The main building of a thermal steam-turbine power plant, in which the energy blocks are housed, the auxiliary production installations and structures, the switchgear, and the laboratories, workshops, and storehouses are all located on the plant grounds—an area of 30–70 hectares. Sites for condensation electric power plants are selected outside of cities, as close as possible to the source of water and the fuel supply. District heat and power plants are located close to the heat users.

Like any electric power plant, thermal steam-turbine power plants must have high reliability, flexibility, and economy. Equipment reliability should be sufficient to allow the plant to develop at any moment power equal to the electric load (which changes over time) and to ensure the necessary quality of electrical energy in the power system.
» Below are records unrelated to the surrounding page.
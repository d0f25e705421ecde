//! Cache-aside catalogue reads.
//!
//! `Get(namespace, category)` flows filter → cache → store → cache:
//! a filter rejection is authoritative `NotFound`; a cache hit
//! (including an empty result set) returns without touching the
//! store; a miss queries the store and populates the cache. Two
//! callers racing the same miss both compute and the last write wins
//! with an equivalent value — no single-flight guard.

use std::future::Future;
use std::sync::Arc;
use std::time::Duration;

use serde::Serialize;
use serde::de::DeserializeOwned;

use super::cache::ResultCache;
use super::filter::ExistenceFilter;
use crate::core::{OrderError, OrderResult};
use crate::store::CatalogStore;
use shared::catalog::{CacheNamespace, DishView, Setmeal};

pub struct CatalogReader {
    filter: Arc<ExistenceFilter>,
    cache: Arc<ResultCache>,
    catalog: Arc<dyn CatalogStore>,
    ttl: Duration,
}

impl CatalogReader {
    pub fn new(
        filter: Arc<ExistenceFilter>,
        cache: Arc<ResultCache>,
        catalog: Arc<dyn CatalogStore>,
        ttl: Duration,
    ) -> Self {
        Self {
            filter,
            cache,
            catalog,
            ttl,
        }
    }

    /// Enabled dishes of a category, flavors attached.
    pub async fn dishes_by_category(&self, category_id: i64) -> OrderResult<Vec<DishView>> {
        let catalog = self.catalog.clone();
        self.read_aside(CacheNamespace::Dish, category_id, move |id| async move {
            catalog.dishes_by_category(id).await.map_err(Into::into)
        })
        .await
    }

    /// Enabled set meals of a category.
    pub async fn setmeals_by_category(&self, category_id: i64) -> OrderResult<Vec<Setmeal>> {
        let catalog = self.catalog.clone();
        self.read_aside(CacheNamespace::Setmeal, category_id, move |id| async move {
            catalog.setmeals_by_category(id).await.map_err(Into::into)
        })
        .await
    }

    async fn read_aside<T, F, Fut>(
        &self,
        namespace: CacheNamespace,
        category_id: i64,
        load: F,
    ) -> OrderResult<Vec<T>>
    where
        T: Serialize + DeserializeOwned,
        F: FnOnce(i64) -> Fut,
        Fut: Future<Output = OrderResult<Vec<T>>>,
    {
        let key = namespace.key(category_id);

        // 1. Filter verdict. A reported absence is authoritative: the
        //    filter has no false negatives.
        if !self.filter.might_contain(&key) {
            return Err(OrderError::NotFound(key));
        }

        // 2. Cache hit, trusted even when the result set is empty.
        if let Some(value) = self.cache.get(&key) {
            match serde_json::from_value(value) {
                Ok(rows) => {
                    tracing::debug!(key = %key, "Catalogue cache hit");
                    return Ok(rows);
                }
                Err(e) => {
                    tracing::warn!(key = %key, error = %e, "Discarding undecodable cache entry");
                }
            }
        }

        // 3. Miss: load from the store and populate.
        let rows = load(category_id).await?;
        match serde_json::to_value(&rows) {
            Ok(value) => self.cache.set(&key, value, self.ttl),
            Err(e) => tracing::warn!(key = %key, error = %e, "Result not cacheable"),
        }
        Ok(rows)
    }
}

#[cfg(test)]
mod tests {
    use super::*;
    use crate::catalog::filter::seed_existence_filter;
    use crate::store::{MemoryStore, StoreResult};
    use async_trait::async_trait;
    use rust_decimal::Decimal;
    use shared::catalog::{Category, Dish, DishFlavor};
    use std::sync::atomic::{AtomicUsize, Ordering};

    /// Catalogue wrapper counting store queries.
    struct CountingCatalog {
        inner: Arc<MemoryStore>,
        queries: AtomicUsize,
    }

    #[async_trait]
    impl CatalogStore for CountingCatalog {
        async fn category_ids(&self) -> StoreResult<Vec<i64>> {
            self.inner.category_ids().await
        }
        async fn dishes_by_category(&self, category_id: i64) -> StoreResult<Vec<DishView>> {
            self.queries.fetch_add(1, Ordering::SeqCst);
            self.inner.dishes_by_category(category_id).await
        }
        async fn setmeals_by_category(&self, category_id: i64) -> StoreResult<Vec<Setmeal>> {
            self.queries.fetch_add(1, Ordering::SeqCst);
            self.inner.setmeals_by_category(category_id).await
        }
        async fn dish(&self, id: i64) -> StoreResult<Option<Dish>> {
            self.inner.dish(id).await
        }
        async fn setmeal(&self, id: i64) -> StoreResult<Option<Setmeal>> {
            self.inner.setmeal(id).await
        }
    }

    struct Fixture {
        counting: Arc<CountingCatalog>,
        reader: CatalogReader,
    }

    async fn fixture(ttl: Duration) -> Fixture {
        let store = Arc::new(MemoryStore::new());
        store.seed_category(Category {
            id: 1,
            name: "Sichuan".to_string(),
            sort_order: 1,
            enabled: true,
        });
        store.seed_category(Category {
            id: 2,
            name: "Cantonese".to_string(),
            sort_order: 2,
            enabled: true,
        });
        store.seed_dish(
            Dish {
                id: 11,
                category_id: 1,
                name: "Mapo Tofu".to_string(),
                price: Decimal::new(1250, 2),
                image: None,
                description: None,
                enabled: true,
            },
            vec![DishFlavor {
                id: 1,
                dish_id: 11,
                name: "spiciness".to_string(),
                value: "mild,hot".to_string(),
            }],
        );

        let filter = Arc::new(ExistenceFilter::with_capacity(64, 0.01));
        seed_existence_filter(&filter, store.as_ref()).await.unwrap();

        let counting = Arc::new(CountingCatalog {
            inner: store,
            queries: AtomicUsize::new(0),
        });
        let reader = CatalogReader::new(
            filter,
            Arc::new(ResultCache::new()),
            counting.clone(),
            ttl,
        );

        Fixture { counting, reader }
    }

    #[tokio::test]
    async fn test_miss_populates_then_hit_skips_store() {
        let fx = fixture(Duration::from_secs(60)).await;

        let first = fx.reader.dishes_by_category(1).await.unwrap();
        assert_eq!(first.len(), 1);
        assert_eq!(fx.counting.queries.load(Ordering::SeqCst), 1);

        let second = fx.reader.dishes_by_category(1).await.unwrap();
        assert_eq!(second.len(), 1);
        assert_eq!(second[0].dish.name, "Mapo Tofu");
        assert_eq!(second[0].flavors.len(), 1);
        assert_eq!(
            fx.counting.queries.load(Ordering::SeqCst),
            1,
            "a hit inside the TTL window must not query the store"
        );
    }

    #[tokio::test]
    async fn test_expired_entry_queries_store_again() {
        let fx = fixture(Duration::from_millis(0)).await;

        fx.reader.dishes_by_category(1).await.unwrap();
        fx.reader.dishes_by_category(1).await.unwrap();
        assert_eq!(fx.counting.queries.load(Ordering::SeqCst), 2);
    }

    #[tokio::test]
    async fn test_unknown_category_rejected_without_store_query() {
        let fx = fixture(Duration::from_secs(60)).await;

        let result = fx.reader.dishes_by_category(424242).await;
        assert!(matches!(result, Err(OrderError::NotFound(_))));
        assert_eq!(
            fx.counting.queries.load(Ordering::SeqCst),
            0,
            "a filter rejection must never reach the store"
        );
    }

    #[tokio::test]
    async fn test_empty_result_is_cached_and_trusted() {
        let fx = fixture(Duration::from_secs(60)).await;

        // Category 2 exists (seeded in the filter) but has no dishes.
        let first = fx.reader.dishes_by_category(2).await.unwrap();
        assert!(first.is_empty());
        assert_eq!(fx.counting.queries.load(Ordering::SeqCst), 1);

        let second = fx.reader.dishes_by_category(2).await.unwrap();
        assert!(second.is_empty());
        assert_eq!(
            fx.counting.queries.load(Ordering::SeqCst),
            1,
            "an empty cached result is still a hit"
        );
    }

    #[tokio::test]
    async fn test_namespaces_do_not_collide() {
        let fx = fixture(Duration::from_secs(60)).await;

        let dishes = fx.reader.dishes_by_category(1).await.unwrap();
        assert_eq!(dishes.len(), 1);

        // The set-meal namespace for the same category is its own key
        // and its own (empty) result.
        let setmeals = fx.reader.setmeals_by_category(1).await.unwrap();
        assert!(setmeals.is_empty());
        assert_eq!(fx.counting.queries.load(Ordering::SeqCst), 2);
    }
}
The reliability of plant equipment and power units is judged by the plant’s ability to provide the required water supply conditions and purity of steam, condensate, and water in the plant’s steam-water lines; it is characterized by the plant’s operational readiness, that is, the length of time spent by the power unit at work relative to the time spent in a state of readiness for work (in reserve). The value of this coefficient for a power unit is determined by the corresponding indexes of the turbine unit and the steam generator and falls in the range 0.85–0.90. Flexibility ensures rapid changing of the plant’s power output to conform with changes in load. The economic efficiency of a plant is characterized by the calculated unit costs required to produce 1 kilowatt-hour of electricity. Calculated unit costs are determined by the capital investments during the plant’s construction and the annual production costs from the moment the equipment is put into operation, including the cost of fuel, wages paid to personnel, and depreciation deductions; in the USSR it is approximately 1 kopek per kilowatt-hour for thermal steam-turbine power plants. Other important economic indexes are the specific amount of capital investment (the cost of one kilowatt of installed capacity depends on the type of plant and other factors and is 100–200 rubles), the specific number of personnel (the staff ratio is 0.5–1.0 persons per MW), and the specific consumption of standard fuel (~340 g per kilowatt-hour). One of the significant requirements of thermal steam-turbine power plants is that they preserve a clean environment (the air and water basins) while producing electric and thermal energy.

Modern thermal steam-turbine power plants are highly automated enterprises. Automatic regulation of all basic processes functions not only during normal equipment operations but also when the power units are started up. The automatic control systems of large plants use computers. In the USSR, computer technology and logic devices are used for power units rated at 200–300 MW or more.